CHEMICALLY BONDED SAND MOuLDING – The process.
Some chemical binder systems will bond or cure the mould through a chemical reaction established during the sand and binder mixing cycle, while other chemically bonded moulding processes may require gassing of the sand mixture, or heat applied to the sand mixture to complete the cure. The simplicity of the chemical system usually makes quality control less complex and results more consistent.
Shell Moulding (organic) - Probably the earliest, most automated and most rapid of mould (and core making) processes was the heat-curing technique known as the shell process. Resin-bonded silica sand is placed onto a heated pattern, for a predetermined time. Ejector pins enable the mould to be released from the pattern and the entire cycle is completed in seconds depending upon the shell thickness desired. The two halves of the mould, suitably cored, are glued and clamped together prior to the pouring of the metal. Shell moulds may be stored for long periods if desired. Because of pattern costs, this method is best suited to higher volume production. Designers should seek the advice of the foundry to ensure that all the benefits of the process are achieved.

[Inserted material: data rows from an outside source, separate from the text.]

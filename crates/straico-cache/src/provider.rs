//! Transient store manager that dispatches to the configured provider.

use std::sync::Arc;
use std::time::Duration;

use async_trait::async_trait;
use tracing::info;

use straico_core::config::cache::CacheConfig;
use straico_core::error::AppError;
use straico_core::result::AppResult;
use straico_core::traits::cache::EphemeralCache;

/// Transient store manager that wraps the configured provider.
#[derive(Debug, Clone)]
pub struct CacheManager {
    /// The inner transient store.
    inner: Arc<dyn EphemeralCache>,
}

impl CacheManager {
    /// Create a cache manager from configuration.
    ///
    /// `persistent` is the host's database-backed store, used when the
    /// provider is `"database"`.
    pub fn new(config: &CacheConfig, persistent: Arc<dyn EphemeralCache>) -> AppResult<Self> {
        let inner: Arc<dyn EphemeralCache> = match config.provider.as_str() {
            "database" => {
                info!("Using database transient store");
                persistent
            }
            #[cfg(feature = "memory")]
            "memory" => {
                info!("Initializing in-memory transient store");
                Arc::new(crate::memory::MemoryTransientStore::new(&config.memory))
            }
            other => {
                return Err(AppError::configuration(format!(
                    "Unknown cache provider: '{other}'. Supported: database, memory"
                )));
            }
        };

        Ok(Self { inner })
    }
}

#[async_trait]
impl EphemeralCache for CacheManager {
    async fn get(&self, key: &str) -> AppResult<Option<String>> {
        self.inner.get(key).await
    }

    async fn set(&self, key: &str, value: &str, ttl: Duration) -> AppResult<()> {
        self.inner.set(key, value, ttl).await
    }

    async fn delete(&self, key: &str) -> AppResult<bool> {
        self.inner.delete(key).await
    }
}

No-bake Moulding (chemically bonded, self-setting sand/organic) - Since their introduction, furan and urethane no-bake binders have gained wide acceptance for the production of moulds and cores for producing metal castings. The advantages, regardless of which resins are used, are based upon control of the setting times by means of the addition of specific amounts of catalyst. This feature, combined with high strength and a desirable range of hot properties for use with various alloys, presents the opportunity for great flexibility in mould making.

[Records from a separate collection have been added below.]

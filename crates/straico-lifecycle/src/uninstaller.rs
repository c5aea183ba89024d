//! Uninstall: tear down every resource the plugin registered.
//!
//! Teardown runs five steps in a fixed order (tables, options, transients,
//! scheduled jobs, file area). A step never aborts the ones after it, and
//! inside a step a failing resource never stops the remaining ones. Every
//! failure lands in the [`TeardownReport`].

use std::future::Future;
use std::path::Path;

use tracing::{error, info, warn};

use straico_core::error::AppError;
use straico_core::registry::{self, ResourceKind};
use straico_core::result::AppResult;
use straico_core::traits::DirRemoval;

use crate::HostCapabilities;
use crate::guard::UninstallSignal;
use crate::report::{StepOutcome, StepStatus, TeardownReport, TeardownStep};

/// Runs when the host removes the plugin.
#[derive(Debug, Clone)]
pub struct UninstallCoordinator {
    /// Identifier the host uses for this plugin.
    plugin: String,
    /// Host facilities to tear down.
    host: HostCapabilities,
}

impl UninstallCoordinator {
    /// Create a coordinator for `plugin`.
    pub fn new(plugin: impl Into<String>, host: HostCapabilities) -> Self {
        Self {
            plugin: plugin.into(),
            host,
        }
    }

    /// Plugin identifier this coordinator answers to.
    pub fn plugin(&self) -> &str {
        &self.plugin
    }

    /// Remove everything the plugin left behind.
    ///
    /// Refuses with an authorization error, before touching anything, unless
    /// `signal` is the host's removal signal for this plugin. Otherwise always
    /// returns a report, even when steps failed. Running it again on a clean
    /// host completes with nothing removed.
    pub async fn uninstall(&self, signal: &UninstallSignal) -> AppResult<TeardownReport> {
        if !signal.authorizes(&self.plugin) {
            warn!(plugin = %self.plugin, signal = ?signal, "Uninstall refused");
            return Err(AppError::authorization(format!(
                "Uninstall of '{}' was not requested by the host",
                self.plugin
            )));
        }

        info!(plugin = %self.plugin, "Starting uninstall");

        let steps = vec![
            self.drop_tables().await,
            self.delete_options().await,
            self.delete_transients().await,
            self.clear_jobs().await,
            self.clear_file_area().await,
        ];

        for outcome in &steps {
            match &outcome.status {
                StepStatus::Failed { errors } => error!(
                    step = %outcome.step,
                    removed = outcome.removed,
                    errors = ?errors,
                    "Teardown step failed"
                ),
                StepStatus::Skipped { reason } => {
                    info!(step = %outcome.step, reason = %reason, "Teardown step skipped")
                }
                StepStatus::Completed => info!(
                    step = %outcome.step,
                    removed = outcome.removed,
                    "Teardown step completed"
                ),
            }
        }

        let report = TeardownReport {
            plugin: self.plugin.clone(),
            steps,
        };

        if report.has_failures() {
            warn!(
                plugin = %self.plugin,
                failed = report.failures().count(),
                "Uninstall finished with failures"
            );
        } else {
            info!(
                plugin = %self.plugin,
                removed = report.total_removed(),
                "Uninstall finished"
            );
        }

        Ok(report)
    }

    /// Step A.
    async fn drop_tables(&self) -> StepOutcome {
        match self.host.schema.uninstall().await {
            Ok(dropped) => StepOutcome::completed(TeardownStep::Tables, dropped),
            Err(e) => StepOutcome::from_errors(TeardownStep::Tables, 0, vec![e.to_string()]),
        }
    }

    /// Step B.
    async fn delete_options(&self) -> StepOutcome {
        let options = &self.host.options;
        sweep(
            TeardownStep::Options,
            registry::identifiers(ResourceKind::Option),
            |key| async move { options.delete(key).await.map(u64::from) },
        )
        .await
    }

    /// Step C.
    async fn delete_transients(&self) -> StepOutcome {
        let transients = &self.host.transients;
        sweep(
            TeardownStep::Transients,
            registry::identifiers(ResourceKind::Transient),
            |key| async move { transients.delete(key).await.map(u64::from) },
        )
        .await
    }

    /// Step D.
    async fn clear_jobs(&self) -> StepOutcome {
        let scheduler = &self.host.scheduler;
        sweep(
            TeardownStep::ScheduledJobs,
            registry::identifiers(ResourceKind::ScheduledJob),
            |hook| async move { scheduler.clear(hook).await },
        )
        .await
    }

    /// Step E. Only regular files are deleted; anything else keeps the
    /// directory in place and is listed as retained.
    async fn clear_file_area(&self) -> StepOutcome {
        let mut removed = 0u64;
        let mut retained = Vec::new();
        let mut errors = Vec::new();
        let mut skipped = Vec::new();

        for subdir in registry::identifiers(ResourceKind::FileArea) {
            let dir = match self.host.files.resolve(subdir).await {
                Ok(Some(dir)) => dir,
                Ok(None) => {
                    skipped.push(format!("{subdir}: host has no upload root"));
                    continue;
                }
                Err(e) => {
                    errors.push(format!("{subdir}: {e}"));
                    continue;
                }
            };

            match self.host.files.exists(&dir).await {
                Ok(true) => {}
                Ok(false) => {
                    skipped.push(format!("{}: directory does not exist", dir.display()));
                    continue;
                }
                Err(e) => {
                    errors.push(e.to_string());
                    continue;
                }
            }

            let area = self.empty_dir(&dir).await;
            removed += area.removed;
            retained.extend(area.retained);
            errors.extend(area.errors);
        }

        if errors.is_empty() && removed == 0 && retained.is_empty() && !skipped.is_empty() {
            return StepOutcome::skipped(TeardownStep::FileArea, skipped.join("; "));
        }

        let mut outcome = StepOutcome::from_errors(TeardownStep::FileArea, removed, errors);
        outcome.retained = retained;
        outcome
    }

    async fn empty_dir(&self, dir: &Path) -> AreaSweep {
        let mut area = AreaSweep::default();

        let entries = match self.host.files.list(dir).await {
            Ok(entries) => entries,
            Err(e) => {
                area.errors.push(e.to_string());
                return area;
            }
        };

        for entry in entries {
            if !entry.is_file {
                area.retained.push(entry.path.display().to_string());
                continue;
            }
            match self.host.files.delete_file(&entry.path).await {
                Ok(true) => area.removed += 1,
                Ok(false) => {}
                Err(e) => area.errors.push(e.to_string()),
            }
        }

        match self.host.files.remove_dir(dir).await {
            Ok(DirRemoval::Removed) => area.removed += 1,
            Ok(DirRemoval::Missing) => {}
            Ok(DirRemoval::NotEmpty) => {
                warn!(dir = %dir.display(), "Upload directory kept, not empty");
            }
            Err(e) => area.errors.push(e.to_string()),
        }

        area
    }
}

#[derive(Debug, Default)]
struct AreaSweep {
    removed: u64,
    retained: Vec<String>,
    errors: Vec<String>,
}

/// Remove each identifier independently, counting what existed.
async fn sweep<F, Fut>(step: TeardownStep, identifiers: Vec<&'static str>, remove: F) -> StepOutcome
where
    F: Fn(&'static str) -> Fut,
    Fut: Future<Output = AppResult<u64>>,
{
    let mut removed = 0u64;
    let mut errors = Vec::new();

    for identifier in identifiers {
        match remove(identifier).await {
            Ok(count) => removed += count,
            Err(e) => {
                warn!(step = %step, identifier, error = %e, "Failed to remove resource");
                errors.push(format!("{identifier}: {e}"));
            }
        }
    }

    StepOutcome::from_errors(step, removed, errors)
}
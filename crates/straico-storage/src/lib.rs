//! # straico-storage
//!
//! Upload area providers for the plugin host. The local filesystem is the
//! only backend; the host's upload root comes from configuration.

pub mod providers;

pub use providers::local::LocalUploadArea;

To produce a mould using no-bake binders, the pattern is covered to a depth of 4-5 in. with the no-bake sand mixture. The sand is allowed to set completely and the flask is then filled with conventional backup sand or, as the sand becomes tacky during its setting up period, the backup sand may be added with a sand slinger. If ramming energy is applied before the sand sets, the density of the sand mass at the pattern surface is increased. This is reflected in a better casting finish.

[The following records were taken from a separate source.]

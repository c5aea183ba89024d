//! Teardown report returned by the uninstall coordinator.

use std::fmt;

use serde::Serialize;

/// The five independent teardown steps, in execution order.
#[derive(Debug, Clone, Copy, PartialEq, Eq, Serialize)]
#[serde(rename_all = "snake_case")]
pub enum TeardownStep {
    /// Drop the plugin tables.
    Tables,
    /// Delete plugin options.
    Options,
    /// Delete plugin transients.
    Transients,
    /// Clear plugin job hooks.
    ScheduledJobs,
    /// Empty and remove the plugin upload directory.
    FileArea,
}

impl fmt::Display for TeardownStep {
    fn fmt(&self, f: &mut fmt::Formatter<'_>) -> fmt::Result {
        match self {
            Self::Tables => write!(f, "tables"),
            Self::Options => write!(f, "options"),
            Self::Transients => write!(f, "transients"),
            Self::ScheduledJobs => write!(f, "scheduled_jobs"),
            Self::FileArea => write!(f, "file_area"),
        }
    }
}

/// How a step ended.
#[derive(Debug, Clone, PartialEq, Eq, Serialize)]
#[serde(tag = "status", rename_all = "snake_case")]
pub enum StepStatus {
    /// Every target was handled; absent targets count as handled.
    Completed,
    /// Nothing to do, e.g. the host has no upload root.
    Skipped {
        /// Why the step did nothing.
        reason: String,
    },
    /// At least one target could not be removed.
    Failed {
        /// One message per failed target.
        errors: Vec<String>,
    },
}

/// Result of one teardown step.
#[derive(Debug, Clone, PartialEq, Eq, Serialize)]
pub struct StepOutcome {
    /// Which step.
    pub step: TeardownStep,
    /// How it ended.
    #[serde(flatten)]
    pub status: StepStatus,
    /// Resources that existed and were removed.
    pub removed: u64,
    /// Entries deliberately left in place (non-file upload entries).
    #[serde(skip_serializing_if = "Vec::is_empty")]
    pub retained: Vec<String>,
}

impl StepOutcome {
    /// A step that handled every target.
    pub fn completed(step: TeardownStep, removed: u64) -> Self {
        Self {
            step,
            status: StepStatus::Completed,
            removed,
            retained: Vec::new(),
        }
    }

    /// A step that had nothing to act on.
    pub fn skipped(step: TeardownStep, reason: impl Into<String>) -> Self {
        Self {
            step,
            status: StepStatus::Skipped {
                reason: reason.into(),
            },
            removed: 0,
            retained: Vec::new(),
        }
    }

    /// Build an outcome from what a step removed and the errors it hit.
    pub fn from_errors(step: TeardownStep, removed: u64, errors: Vec<String>) -> Self {
        let status = if errors.is_empty() {
            StepStatus::Completed
        } else {
            StepStatus::Failed { errors }
        };
        Self {
            step,
            status,
            removed,
            retained: Vec::new(),
        }
    }

    /// Whether the step failed.
    pub fn is_failed(&self) -> bool {
        matches!(self.status, StepStatus::Failed { .. })
    }
}

/// Outcome of a full uninstall.
#[derive(Debug, Clone, PartialEq, Eq, Serialize)]
pub struct TeardownReport {
    /// Plugin that was uninstalled.
    pub plugin: String,
    /// One outcome per step, in execution order.
    pub steps: Vec<StepOutcome>,
}

impl TeardownReport {
    /// Whether any step failed.
    pub fn has_failures(&self) -> bool {
        self.steps.iter().any(StepOutcome::is_failed)
    }

    /// Steps that failed.
    pub fn failures(&self) -> impl Iterator<Item = &StepOutcome> {
        self.steps.iter().filter(|s| s.is_failed())
    }

    /// Outcome of a given step.
    pub fn outcome(&self, step: TeardownStep) -> Option<&StepOutcome> {
        self.steps.iter().find(|s| s.step == step)
    }

    /// Total number of resources removed across all steps.
    pub fn total_removed(&self) -> u64 {
        self.steps.iter().map(|s| s.removed).sum()
    }
}

#[cfg(test)]
mod tests {
    use super::*;

    #[test]
    fn test_from_errors() {
        let ok = StepOutcome::from_errors(TeardownStep::Options, 3, Vec::new());
        assert_eq!(ok.status, StepStatus::Completed);

        let failed = StepOutcome::from_errors(
            TeardownStep::Options,
            2,
            vec!["straico_api_key: locked".to_string()],
        );
        assert!(failed.is_failed());
        assert_eq!(failed.removed, 2);
    }

    #[test]
    fn test_report_summary() {
        let report = TeardownReport {
            plugin: "straico-integration".to_string(),
            steps: vec![
                StepOutcome::completed(TeardownStep::Tables, 2),
                StepOutcome::from_errors(TeardownStep::Options, 1, vec!["boom".into()]),
                StepOutcome::skipped(TeardownStep::FileArea, "no upload root"),
            ],
        };
        assert!(report.has_failures());
        assert_eq!(report.failures().count(), 1);
        assert_eq!(report.total_removed(), 3);
        assert!(matches!(
            report.outcome(TeardownStep::FileArea).map(|s| &s.status),
            Some(StepStatus::Skipped { .. })
        ));
    }

    #[test]
    fn test_serializes_flat_status() {
        let outcome = StepOutcome::skipped(TeardownStep::FileArea, "no upload root");
        let json = serde_json::to_value(&outcome).unwrap();
        assert_eq!(json["step"], "file_area");
        assert_eq!(json["status"], "skipped");
        assert_eq!(json["reason"], "no upload root");
        assert!(json.get("retained").is_none());
    }
}
//! Recurring job runtime configuration.

use serde::{Deserialize, Serialize};

/// Scheduler runtime configuration.
#[derive(Debug, Clone, Serialize, Deserialize)]
pub struct SchedulerConfig {
    /// Whether `run` starts the cron runtime.
    #[serde(default = "default_true")]
    pub enabled: bool,
}

impl Default for SchedulerConfig {
    fn default() -> Self {
        Self { enabled: true }
    }
}

fn default_true() -> bool {
    true
}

Furan-type resin binders were originally introduced in 1958 as an acid- catalysed no-bake furan binder system. Two years later, the automotive industry modified the resin to operate with an acid salt catalyst for use as a hot-box core system. Then, in the early 1980s, furan resin became the largest resin binder consumed, and today it remains as the largest selling no-bake system.
In 1922, the Quaker Oats Company were able to commercialise furfural production by treating oat hulls from their cereal mill in Cedar Rapids, Iowa. For decades, annually harvested agro-wastes like corncobs, sugar cane bagasse, cereal by-products or pulping wastes make up a bottomless renewable feedstock for furfural production. Furfural is the sole industrial source for furfuryl alcohol, tetrahydrofurfuryl alcohol, furoic acid, furfurylamine, methylfuran and furan. Since the 1960’s and 70’s, furfuryl alcohol resins have replaced oil based binders in the foundry industry.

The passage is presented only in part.